Surge pricing is when the prices for rides go up. By expressing that the Uber team would be willing to drive people around at the usual rate, many read it as a response to the strike of the taxi drivers — essentially becoming scabs. Uber’s response to the controversy came late — after midnight, the company tweeted that they weren’t trying to break the strike and that they opposed Trump’s ban.

The damage had been done, however. The company’s response to the ban was too lukewarm for some, especially in light of how they seemed to be trying to profit from it. It also couldn’t have helped their cause when Lyft — Uber’s only direct competition — came out strong and clear against the ban. With its $1 million donation to the ACLU, those looking to boycott Uber didn’t have to make much of a decision.

The Aftermath of Uber’s Response

It’s still too early to know just how much Uber will be affected by this boycott. Activism is strong right now, and how long these boycotts can stay strong on both sides is unclear. Uber has been a mainstay for New Yorkers for a while, and Starbucks has weathered such controversy before.

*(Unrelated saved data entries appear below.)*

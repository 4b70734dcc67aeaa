// Copyright 2024 Google LLC
//
// Licensed under the Apache License, Version 2.0 (the "License");
// you may not use this file except in compliance with the License.
// You may obtain a copy of the License at
//
//     http://www.apache.org/licenses/LICENSE-2.0
//
// Unless required by applicable law or agreed to in writing, software
// distributed under the License is distributed on an "AS IS" BASIS,
// WITHOUT WARRANTIES OR CONDITIONS OF ANY KIND, either express or implied.
// See the License for the specific language governing permissions and
// limitations under the License.


use crate::{
    document::*,
    resource_external_types::*,
    string_pool::{parse_string_pool, read_u16, read_u32}
};
use repack_common::*;
use tracing::debug;

struct ChunkHeader {
    chunk_type: u16,
    header_size: usize,
    size: usize
}

fn read_chunk_header(buf: &[u8], at: usize) -> Result<ChunkHeader> {
    let header = ChunkHeader {
        chunk_type: read_u16(buf, at)?,
        header_size: read_u16(buf, at + 2)? as usize,
        size: read_u32(buf, at + 4)? as usize
    };
    if header.header_size < RES_CHUNK_HEADER_SIZE as usize || header.size < header.header_size {
        return Err(PackError::MalformedBinaryXml(format!(
            "chunk 0x{:04x} at {at} has inconsistent sizes",
            header.chunk_type
        )));
    }
    Ok(header)
}

/// Parses a compiled XML document (such as `AndroidManifest.xml` inside an
/// APK) into a [BinaryDocument].
pub fn decode_document(bytes: &[u8]) -> Result<BinaryDocument> {
    let file = read_chunk_header(bytes, 0)?;
    if ChunkType::from_id(file.chunk_type) != Some(ChunkType::XmlFile) {
        return Err(PackError::MalformedBinaryXml(format!(
            "expected an XML file chunk, found 0x{:04x}",
            file.chunk_type
        )));
    }
    if file.size > bytes.len() {
        return Err(PackError::MalformedBinaryXml(format!(
            "file claims {} bytes but only {} are present",
            file.size,
            bytes.len()
        )));
    }

    let mut decoder = Decoder::default();
    let mut offset = file.header_size;
    while offset + RES_CHUNK_HEADER_SIZE as usize <= file.size {
        let chunk = read_chunk_header(bytes, offset)?;
        let end = offset + chunk.size;
        if end > file.size {
            return Err(PackError::MalformedBinaryXml(format!(
                "chunk at {offset} overruns the file"
            )));
        }
        decoder.chunk(&chunk, &bytes[offset..end])?;
        offset = end;
    }
    decoder.finish()
}

#[derive(Default)]
struct Decoder {
    strings: Vec<String>,
    resource_map: Vec<u32>,
    namespaces: Vec<Namespace>,
    open: Vec<Element>,
    root: Option<Element>
}

impl Decoder {
    fn chunk(&mut self, header: &ChunkHeader, chunk: &[u8]) -> Result<()> {
        let body = header.header_size;
        match ChunkType::from_id(header.chunk_type) {
            Some(ChunkType::StringPool) => self.strings = parse_string_pool(chunk)?,
            Some(ChunkType::XmlResourceMap) => {
                self.resource_map = chunk[body..]
                    .chunks_exact(4)
                    .map(|id| u32::from_le_bytes([id[0], id[1], id[2], id[3]]))
                    .collect();
            }
            Some(ChunkType::XmlStartNamespace) => {
                let namespace = Namespace {
                    prefix: self.string(read_u32(chunk, body)?)?,
                    uri: self.string(read_u32(chunk, body + 4)?)?
                };
                if !self.namespaces.contains(&namespace) {
                    self.namespaces.push(namespace);
                }
            }
            Some(ChunkType::XmlStartElement) => {
                let element = self.start_element(chunk, body)?;
                self.open.push(element);
            }
            Some(ChunkType::XmlEndElement) => {
                let element = self.open.pop().ok_or_else(|| {
                    PackError::MalformedBinaryXml("end element without a start".into())
                })?;
                match self.open.last_mut() {
                    Some(parent) => parent.children.push(element),
                    None if self.root.is_none() => self.root = Some(element),
                    None => {
                        return Err(PackError::MalformedBinaryXml(
                            "more than one root element".into()
                        ))
                    }
                }
            }
            _ => debug!(chunk_type = header.chunk_type, "skipping chunk")
        }
        Ok(())
    }

    fn start_element(&self, chunk: &[u8], body: usize) -> Result<Element> {
        let namespace = self.optional_string(read_u32(chunk, body)?)?;
        let name = self.string(read_u32(chunk, body + 4)?)?;
        let attribute_start = read_u16(chunk, body + 8)? as usize;
        let attribute_size = read_u16(chunk, body + 10)? as usize;
        let attribute_count = read_u16(chunk, body + 12)? as usize;
        if attribute_count > 0 && attribute_size < XML_ATTRIBUTE_SIZE as usize {
            return Err(PackError::MalformedBinaryXml(format!(
                "attribute stride {attribute_size} is too small"
            )));
        }

        let mut attributes = Vec::with_capacity(attribute_count);
        for i in 0..attribute_count {
            let at = body + attribute_start + i * attribute_size;
            attributes.push(self.attribute(chunk, at)?);
        }
        Ok(Element {
            namespace,
            name,
            attributes,
            children: vec![]
        })
    }

    fn attribute(&self, chunk: &[u8], at: usize) -> Result<Attribute> {
        let namespace = self.optional_string(read_u32(chunk, at)?)?;
        let name_index = read_u32(chunk, at + 4)?;
        let raw_value = self.optional_string(read_u32(chunk, at + 8)?)?;
        let data_type = *chunk
            .get(at + 15)
            .ok_or_else(|| PackError::MalformedBinaryXml("truncated attribute".into()))?;
        let data = read_u32(chunk, at + 16)?;

        let value = match data_type {
            TYPE_STRING => match self.strings.get(data as usize) {
                Some(value) => AttributeValue::String(value.clone()),
                // Some packers leave the typed index dangling and rely on
                // the raw value
                None => AttributeValue::String(raw_value.clone().unwrap_or_default())
            },
            TYPE_REFERENCE => AttributeValue::Reference(data),
            TYPE_INT_DEC => AttributeValue::Decimal(data as i32),
            TYPE_INT_HEX => AttributeValue::Hex(data),
            TYPE_INT_BOOLEAN => AttributeValue::Boolean(data != 0),
            _ => AttributeValue::Other { data_type, data }
        };
        let raw_value = match value {
            AttributeValue::String(_) => None,
            _ => raw_value
        };

        Ok(Attribute {
            namespace,
            name: self.string(name_index)?,
            resource_id: self
                .resource_map
                .get(name_index as usize)
                .copied()
                .filter(|id| *id != 0 && *id != UINT32_MINUS_ONE),
            value,
            raw_value
        })
    }

    fn string(&self, index: u32) -> Result<String> {
        self.strings.get(index as usize).cloned().ok_or_else(|| {
            PackError::MalformedBinaryXml(format!("string index {index} out of range"))
        })
    }

    fn optional_string(&self, index: u32) -> Result<Option<String>> {
        if index == UINT32_MINUS_ONE {
            return Ok(None);
        }
        self.string(index).map(Some)
    }

    fn finish(self) -> Result<BinaryDocument> {
        if !self.open.is_empty() {
            return Err(PackError::MalformedBinaryXml(format!(
                "{} element(s) never closed",
                self.open.len()
            )));
        }
        let root = self
            .root
            .ok_or_else(|| PackError::MalformedBinaryXml("document has no root element".into()))?;
        Ok(BinaryDocument {
            namespaces: self.namespaces,
            root
        })
    }
}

What’s interesting is how these acts of political defiance are affecting corporations, many of which have ties to Trump. Lyft never stopped service to JFK during the protests, but a strongly-worded tweet against the ban and a big donation have left them in the clear, despite investors that include Trump’s close associates, Carl Icahn and Peter Thiel.

Uber will survive

An early participant of the sharing economy that has so rapidly developed in the last few years, Uber, Like Lyft and AirBnB, is a business whereby people share what they have — for a fee. For those needing a ride, Uber offers safe and inexpensive service. For drivers, it offers a way to use your ride to make money.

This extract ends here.